Entre la infinidad de máximas trasnochadas, presuntas verdades de Perogrullo y juicios categóricos aparentemente plebiscitados por la mayoría que pueblan el mundillo editorial, repetidas con inimputable soltura de cuerpo por muchos editores, publicistas, libreros, distribuidores, críticos, agentes y escritores, se encuentra la sentencia de que el cuento vende menos que la novela, supuesta razón tras la cual se escudan algunas editoriales para dudar, demorar o rechazar la salida entre dos tapas de las formas breves. Sin embargo, la oferta de libros de cuentos en la mesa de novedades de cualquier librería no sólo desmiente lo anterior sino que obliga a estar atento a las permanentes manifestaciones del género, en medio de un sistema de circulación que, por fortuna, no tiene descanso. (En estas mismas páginas, sin ir más lejos, en los últimos tiempos se han comentado libros de cuentos de autores tan diversos como Yuri Buida, Thomas Wolfe, Ann Beattie, Andre Dubus, John Fante, Osamu Dazai, Claudio Magris, William Trevor, Cristina Peri Rossi y Liliana Colanzi, entre otros.)

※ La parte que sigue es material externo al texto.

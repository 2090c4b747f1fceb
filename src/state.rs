use std::path::Path;
use std::sync::Arc;

use crate::color::SeriesColors;
use crate::config::DashboardConfig;
use crate::data::aggregate::{recompute, SummaryTables};
use crate::data::filter::FilterSelection;
use crate::data::loader::{LoadCache, LoadError, SourceKey};
use crate::data::model::{Dataset, Dimensions};

// ---------------------------------------------------------------------------
// Load state machine
// ---------------------------------------------------------------------------

/// Where the dashboard stands with respect to its input workbook.
///
/// ```text
///  AwaitingInput ──upload ok──▶ Loaded ◀──upload ok── Failed
///        │                        │                     ▲
///        └──────upload bad────────┴─────upload bad──────┘
/// ```
#[derive(Debug, Clone)]
pub enum LoadState {
    /// The primary source could not be read; waiting for an upload.
    AwaitingInput { reason: String },
    Loaded(Arc<Dataset>),
    /// The last upload was unreadable; the user has to pick another file.
    Failed { error: String },
}

impl LoadState {
    pub fn dataset(&self) -> Option<&Arc<Dataset>> {
        match self {
            LoadState::Loaded(ds) => Some(ds),
            _ => None,
        }
    }
}

// ---------------------------------------------------------------------------
// Application state
// ---------------------------------------------------------------------------

/// The full UI state, independent of rendering.
pub struct AppState {
    pub config: DashboardConfig,

    /// Shared dataset cache.
    pub cache: Arc<LoadCache>,

    pub load: LoadState,

    /// Source of the dataset currently shown.
    pub source: Option<SourceKey>,

    /// Selectable years and products of the loaded dataset.
    pub dimensions: Dimensions,

    /// Sidebar selections.
    pub selection: FilterSelection,

    /// Per-product colours shared by the grouped charts.
    pub colors: SeriesColors,

    /// Chart tables for the current dataset and selection (cached).
    pub summaries: Option<SummaryTables>,

    /// Status / error message shown in the top bar.
    pub status_message: Option<String>,
}

impl AppState {
    pub fn new(config: DashboardConfig, cache: Arc<LoadCache>) -> Self {
        Self {
            config,
            cache,
            load: LoadState::AwaitingInput {
                reason: "Aucun fichier chargé.".to_string(),
            },
            source: None,
            dimensions: Dimensions::default(),
            selection: FilterSelection::default(),
            colors: SeriesColors::default(),
            summaries: None,
            status_message: None,
        }
    }

    pub fn primary_source(&self) -> SourceKey {
        SourceKey::new(&self.config.data_path, &self.config.sheet)
    }

    /// Read the configured workbook. Failure is not an error: the dashboard
    /// switches to waiting for an upload.
    pub fn load_primary(&mut self) {
        let key = self.primary_source();
        match self.cache.get_or_load(&key, &self.config.columns) {
            Ok(dataset) => self.set_dataset(dataset, key),
            Err(e) => {
                log::warn!(
                    "Primary source {} unavailable, waiting for upload: {e}",
                    key.path.display()
                );
                self.load = LoadState::AwaitingInput {
                    reason: e.to_string(),
                };
                self.clear_dataset();
            }
        }
    }

    /// Read a user-supplied workbook (same sheet as the primary source). Any
    /// earlier cache entry for that path is dropped first.
    pub fn load_upload(&mut self, path: &Path) {
        let key = SourceKey::new(path, &self.config.sheet);
        self.cache.invalidate(&key);
        match self.cache.get_or_load(&key, &self.config.columns) {
            Ok(dataset) => self.set_dataset(dataset, key),
            Err(e) => self.fail_upload(e),
        }
    }

    /// Re-read the current source, bypassing the cache.
    pub fn reload(&mut self) {
        match self.source.clone() {
            Some(key) if key != self.primary_source() => self.load_upload(&key.path),
            _ => {
                self.cache.invalidate(&self.primary_source());
                self.load_primary();
            }
        }
    }

    /// Drop every cached dataset, then re-read the current source.
    pub fn reload_all(&mut self) {
        if !self.cache.is_empty() {
            log::info!("Dropping {} cached dataset(s)", self.cache.len());
            self.cache.clear();
        }
        match self.source.clone() {
            Some(key) if key != self.primary_source() => self.load_upload(&key.path),
            _ => self.load_primary(),
        }
    }

    fn fail_upload(&mut self, e: LoadError) {
        log::error!("Failed to load upload: {e:#}");
        self.status_message = Some(format!("Erreur : {e}"));
        self.load = LoadState::Failed {
            error: e.to_string(),
        };
        self.clear_dataset();
    }

    fn clear_dataset(&mut self) {
        self.source = None;
        self.dimensions = Dimensions::default();
        self.selection = FilterSelection::default();
        self.colors = SeriesColors::default();
        self.summaries = None;
    }

    /// Ingest a newly loaded dataset, reset filters and recompute.
    pub fn set_dataset(&mut self, dataset: Arc<Dataset>, source: SourceKey) {
        log::info!(
            "Showing {} records from {} ({} products)",
            dataset.len(),
            source.path.display(),
            dataset.dimensions().products.len()
        );
        if dataset.is_empty() {
            log::warn!("Sheet {} has a header but no records", source.sheet);
        }
        self.dimensions = dataset.dimensions();
        self.selection =
            FilterSelection::initial(&self.dimensions, &self.config.default_mean_years);
        self.colors = SeriesColors::new(&self.dimensions.products);
        self.load = LoadState::Loaded(dataset);
        self.source = Some(source);
        self.status_message = None;
        self.refresh();
    }

    /// Recompute the summary tables after a selection change.
    pub fn refresh(&mut self) {
        self.summaries = self
            .load
            .dataset()
            .map(|ds| recompute(ds, &self.selection, &self.config.annex));
    }

    // ---- selection edits ----

    pub fn toggle_product(&mut self, product: &str) {
        if !self.selection.products.remove(product) {
            self.selection.products.insert(product.to_string());
        }
        self.refresh();
    }

    pub fn select_all_products(&mut self) {
        self.selection.products = self.dimensions.products.iter().cloned().collect();
        self.refresh();
    }

    pub fn select_no_products(&mut self) {
        self.selection.products.clear();
        self.refresh();
    }

    pub fn set_bar_year(&mut self, year: i32) {
        self.selection.bar_year = Some(year);
        self.refresh();
    }

    pub fn set_line_year(&mut self, year: i32) {
        self.selection.line_year = Some(year);
        self.refresh();
    }

    pub fn toggle_mean_year(&mut self, year: i32) {
        if !self.selection.mean_years.remove(&year) {
            self.selection.mean_years.insert(year);
        }
        self.refresh();
    }
}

La escritora estadounidense Deborah Eisenberg (1945) es una excelsa (y, lamentablemente, algo lerda) cultora del relato corto, lo que constituye un verdadero logro si se la posiciona en el contexto de una literatura nacional saturada de enormes cuentistas, corriente originada, por marcar una suerte de inicio tan arbitrario como contundente, en los nombres de Edgar Allan Poe y Nathaniel Hawthorne. Eisenberg, profesora del programa de escritura de la Universidad de Columbia y merecedora de diversas distinciones por sus colecciones de cuentos, conforma desde hace décadas una pintoresca pareja junto al actor y dramaturgo Wallace Shawn (el protagonista de la más que atendible Rifkin’s Festival, de Woody Allen), y hace algunos años se ubicó en el centro de la polémica del ámbito literario cuando, junto a otros escritores, cuestionó la decisión del PEN International de homenajear al semanario satírico francés Charlie Hebdo con el Premio Anual de Coraje a la Libertad de Expresión, luego del atentado del 7 de enero de 2015. Recientemente, la editorial argentina Chai, que en 2020 publicó su colección de cuentos Taj Mahal, ha reincidido en la práctica con la salida de Relatos, traducido, al igual que el volumen anterior, por el escritor Federico Falco.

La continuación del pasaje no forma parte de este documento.